3,3'-methylenebis[5-methyloxazolidine]

Administrative data

Description of key information

In a 90-Day subchronic gavage study according to OECD guideline 408 (Leuschner 2002) the test substance induced mainly local effects in the stomach at a dose level of ≥ 60 mg/kg bw. In the functional observation battery no effects were observed. 
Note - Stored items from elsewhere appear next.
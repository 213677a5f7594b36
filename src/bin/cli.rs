//! Anvil Metric CLI - evaluate and check the embedding losses from the command line

use std::path::PathBuf;
use clap::{Parser, Subcommand};
use rand::{rngs::StdRng, SeedableRng};
use tracing::{error, info, warn};

use anvil_metric::{
    gradcheck, init, version, BatchField, BatchLayout, EmbeddingBatch, LossConfig, LossFactory,
    LossPolicy, MetricError, MetricResult,
};

#[derive(Parser)]
#[command(name = "anvil-metric")]
#[command(about = "Triplet and quadruplet losses for place-recognition embeddings")]
#[command(version = version())]
struct Cli {
    #[command(subcommand)]
    command: Commands,

    /// Enable verbose logging
    #[arg(short, long, global = true)]
    verbose: bool,
}

#[derive(Subcommand)]
enum Commands {
    /// Compute a loss and its gradient norms on a batch file
    Evaluate {
        /// Batch JSON with query, positives, negatives and optional other_neg
        #[arg(short, long)]
        batch: PathBuf,

        /// Loss configuration file; triplet with margin 0.3 when omitted
        #[arg(short, long)]
        config: Option<PathBuf>,
    },

    /// Compare analytic gradients against finite differences on a random batch
    Gradcheck {
        /// Loss name: triplet or quadruplet
        #[arg(short, long, default_value = "triplet")]
        loss: String,

        #[arg(long, default_value = "4")]
        batch_size: usize,

        #[arg(long, default_value = "2")]
        num_pos: usize,

        #[arg(long, default_value = "5")]
        num_neg: usize,

        #[arg(long, default_value = "3")]
        dim: usize,

        #[arg(long, default_value = "0")]
        seed: u64,

        /// Anchor on the nearest positive
        #[arg(long)]
        use_min: bool,

        /// Keep only the worst negative per query
        #[arg(long)]
        lazy: bool,

        /// Average over queries with non-zero loss only
        #[arg(long)]
        ignore_zero_loss: bool,

        /// Finite-difference step
        #[arg(long, default_value = "1e-6")]
        step: f64,

        #[arg(long, default_value = "1e-4")]
        tolerance: f64,
    },

    /// Write a random batch file
    Sample {
        #[arg(short, long)]
        output: PathBuf,

        #[arg(long, default_value = "4")]
        batch_size: usize,

        #[arg(long, default_value = "2")]
        num_pos: usize,

        #[arg(long, default_value = "5")]
        num_neg: usize,

        #[arg(long, default_value = "3")]
        dim: usize,

        #[arg(long, default_value = "0")]
        seed: u64,

        /// Include an other_neg tensor for the quadruplet loss
        #[arg(long)]
        other_neg: bool,
    },

    /// Write a loss configuration template
    Config {
        #[arg(short, long, default_value = "loss.json")]
        output: PathBuf,

        /// Template: triplet or quadruplet
        #[arg(short, long, default_value = "triplet")]
        template: String,
    },
}

fn main() {
    let cli = Cli::parse();

    if cli.verbose {
        if let Err(e) = tracing_subscriber::fmt()
            .with_max_level(tracing::Level::DEBUG)
            .try_init()
        {
            warn!("verbose logging unavailable, keeping the existing subscriber: {}", e);
        }
    } else {
        init();
    }

    if let Err(e) = run(cli.command) {
        error!("{}", e.user_message());
        eprintln!("error: {}", e);
        std::process::exit(1);
    }
}

fn run(command: Commands) -> MetricResult<()> {
    match command {
        Commands::Evaluate { batch, config } => evaluate_batch(&batch, config.as_ref()),

        Commands::Gradcheck {
            loss,
            batch_size,
            num_pos,
            num_neg,
            dim,
            seed,
            use_min,
            lazy,
            ignore_zero_loss,
            step,
            tolerance,
        } => {
            let layout = BatchLayout {
                batch_size,
                num_pos,
                num_neg,
                dim,
                with_other_neg: loss.eq_ignore_ascii_case("quadruplet"),
            };
            let policy = LossPolicy::new()
                .with_use_min(use_min)
                .with_lazy(lazy)
                .with_ignore_zero_loss(ignore_zero_loss);
            check_gradients(&loss, layout, seed, policy, step, tolerance)
        }

        Commands::Sample {
            output,
            batch_size,
            num_pos,
            num_neg,
            dim,
            seed,
            other_neg,
        } => {
            let layout = BatchLayout {
                batch_size,
                num_pos,
                num_neg,
                dim,
                with_other_neg: other_neg,
            };
            let batch = EmbeddingBatch::<f64>::random(layout, &mut StdRng::seed_from_u64(seed));
            batch.save_json(&output)?;
            info!("Wrote {:?} batch to {:?}", layout, output);
            Ok(())
        }

        Commands::Config { output, template } => generate_config(&output, &template),
    }
}

fn evaluate_batch(batch_path: &PathBuf, config_path: Option<&PathBuf>) -> MetricResult<()> {
    let batch = EmbeddingBatch::load_json(batch_path)?;
    let config = match config_path {
        Some(path) => LossConfig::load_from_file(path)?,
        None => {
            warn!("No loss configuration given, using the default triplet loss");
            LossConfig::default()
        }
    };

    let loss = LossFactory::create::<f64>(&config)?;
    let output = loss.compute(&batch)?;
    println!("{}: {:.6}", loss.name(), output.loss);
    for field in BatchField::ALL {
        if let Some(grad) = output.gradients.field(field) {
            println!("  |d/d {}| = {:.6}", field.name(), grad.l2_norm());
        }
    }
    Ok(())
}

fn check_gradients(
    name: &str,
    layout: BatchLayout,
    seed: u64,
    policy: LossPolicy,
    step: f64,
    tolerance: f64,
) -> MetricResult<()> {
    let loss = LossFactory::create_by_name::<f64>(name, policy)?;
    let batch = EmbeddingBatch::<f64>::random(layout, &mut StdRng::seed_from_u64(seed));
    let report = gradcheck(loss.as_ref(), &batch, step, tolerance)?;

    for (field, err) in &report.per_field {
        println!("  {:<10} max abs error {:.3e}", field.name(), err);
    }
    if report.passed() {
        println!("{} gradcheck passed ({:?})", loss.name(), policy);
        Ok(())
    } else {
        Err(MetricError::InvalidState(format!(
            "{} gradcheck failed: max abs error {:.3e} exceeds {:.1e}",
            loss.name(),
            report.max_abs_error,
            tolerance
        )))
    }
}

fn generate_config(output: &PathBuf, template: &str) -> MetricResult<()> {
    let config = match template.to_lowercase().as_str() {
        "triplet" => LossConfig::default(),
        "quadruplet" => LossConfig::quadruplet(
            anvil_metric::config::DEFAULT_QUADRUPLET_M1,
            anvil_metric::config::DEFAULT_QUADRUPLET_M2,
            LossPolicy::default(),
        ),
        other => {
            return Err(MetricError::InvalidInput(format!("Unknown template: {}", other)));
        }
    };
    config.save_to_file(output)?;
    info!("Configuration written to {:?}", output);
    Ok(())
}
Key value for chemical safety assessment

Additional information

No study for an assessment of neurotoxicity or delayed neurotoxicity was performed with the substance “ reaction product from paraformaldehyde and 2 hydroxypropylamine (ratio of 3:2)”. Such a study is not considered relevant and thus scientifically unjustified as the substance is not a cholinesterase inhibitor nor a delayed neurotoxicity inducing compound, such as, e.g., some organophosphorus esters are. The chemical structure of the substance does not suggest that it would cause delayed neurotoxicity. Functional Observational Battery Tests as performed in the repeated and subchronic toxicity studies, such as - neurobehavioral observation (detailed clinical observation) - sensorimotor measurements - grip strength - motor activity did not reveal signs indicative for neurotoxic effects. Therefore special tests for the induction of possible neurotoxicity should be waived.

Justification for classification or non-classification

No classifiation required due to the lack of indication for neurotoxic effects.